2A and 2B are cross-sectional views showing before and after sealing of an electrolyte injection hole of a secondary battery according to an embodiment of the present invention;

3A and 3B are cross-sectional views showing before and after sealing of an electrolyte injection hole of a secondary battery according to another embodiment of the present invention;

4A and 4B are cross-sectional views illustrating before and after sealing of an electrolyte injection hole of a secondary battery according to still another exemplary embodiment of the present invention.

Explanation of symbols on the main parts of the drawings

10: secondary battery 11: can

12: electrode assembly 100: cap assembly

110: cap plate 112: electrolyte injection hole

200, 200 ', 200 ": seal 210, 210', 210": seal

211, 211 ', 211 ": Body 212, 212', 212": Bottom

213 ', 213 ": Head 230, 230', 230": Heartwood

250: contact member

The present invention relates to a method for sealing an electrolyte injection hole of a battery in which the sealing property of the electrolyte injection hole is improved.

In general, a secondary battery refers to a battery that can be charged and discharged, unlike a primary battery that cannot be charged, and is widely used in the field of advanced electronic devices such as a cellular phone, a notebook computer, a camcorder, and the like. In particular, lithium secondary batteries have an operating voltage of 3.6V, which is three times higher than nickel-cadmium batteries or nickel-hydrogen batteries, which are widely used as electronic equipment power sources, and are rapidly increasing in terms of high energy density per unit weight.

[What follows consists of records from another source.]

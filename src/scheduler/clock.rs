//! Minute arithmetic over `HH:MM` clock times and decimal-hour durations.
//!
//! The typed values in `core::types` are what the rest of the crate passes
//! around; the string helpers here cover callers that still hold raw form
//! input and want the forgiving behaviour (missing or garbled times read as
//! midnight).

use crate::core::types::{ClockTime, MINUTES_PER_DAY, ShotDuration};

/// Minutes since 00:00. A missing time (no `:`) reads as `0`.
///
/// A value that looks like a clock time but does not parse is corrupt
/// input rather than a missing one: debug builds panic on it, release
/// builds fall back to `0`.
pub fn time_to_minutes(time: &str) -> i32 {
    match ClockTime::try_from_str(time) {
        Ok(t) => t.minutes(),
        Err(_) => {
            debug_assert!(!time.contains(':'), "malformed clock time '{time}'");
            0
        }
    }
}

/// Lenient duration read; anything unparseable becomes the minimum shot.
pub fn duration_from_str(duration: &str) -> ShotDuration {
    ShotDuration::try_from_str(duration).unwrap_or_default()
}

/// `HH:MM` end of a shot, wrapped onto the 24h clock. No day rollover is
/// tracked: `23:00` plus `2h` ends at `01:00`.
pub fn calculate_end_time(start: &str, duration: &str) -> String {
    let start = ClockTime::from_minutes(time_to_minutes(start));
    start.plus(duration_from_str(duration)).to_string()
}

/// Unwrapped end offset; exceeds [`MINUTES_PER_DAY`] past midnight.
pub fn end_offset(start: ClockTime, duration: ShotDuration) -> i32 {
    start.minutes().saturating_add(duration.minutes())
}

/// Duration picked with an end-time control. An end before the start
/// crosses midnight; the result is never shorter than the minimum shot.
pub fn derive_duration(start: ClockTime, end: ClockTime) -> ShotDuration {
    ShotDuration::between(start, end)
}

/// True once a shot starting at `start` runs past midnight.
pub fn crosses_midnight(start: ClockTime, duration: ShotDuration) -> bool {
    end_offset(start, duration) > MINUTES_PER_DAY
}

The secondary battery is classified into a liquid electrolyte battery and a polymer electrolyte battery according to the type of electrolyte. A battery using a liquid electrolyte is called a lithium ion battery, and a battery using a polymer electrolyte is called a lithium polymer battery. In the case of a lithium secondary battery, a nonaqueous electrolyte is used even when using a liquid electrolyte because of the reactivity of lithium and water (H ₂ O). As the non-aqueous electrolyte is used, the lithium ion battery may have a relatively high battery voltage because it is not controlled by the decomposition voltage of water during charging. The liquid electrolyte has a state in which the lithium salt is dissociated from the organic solvent. As the solvent in which the lithium salt is dissolved, ethylene carbonate, propylene carbonate or other alkyl group-containing carbonate or similar organic compound is used.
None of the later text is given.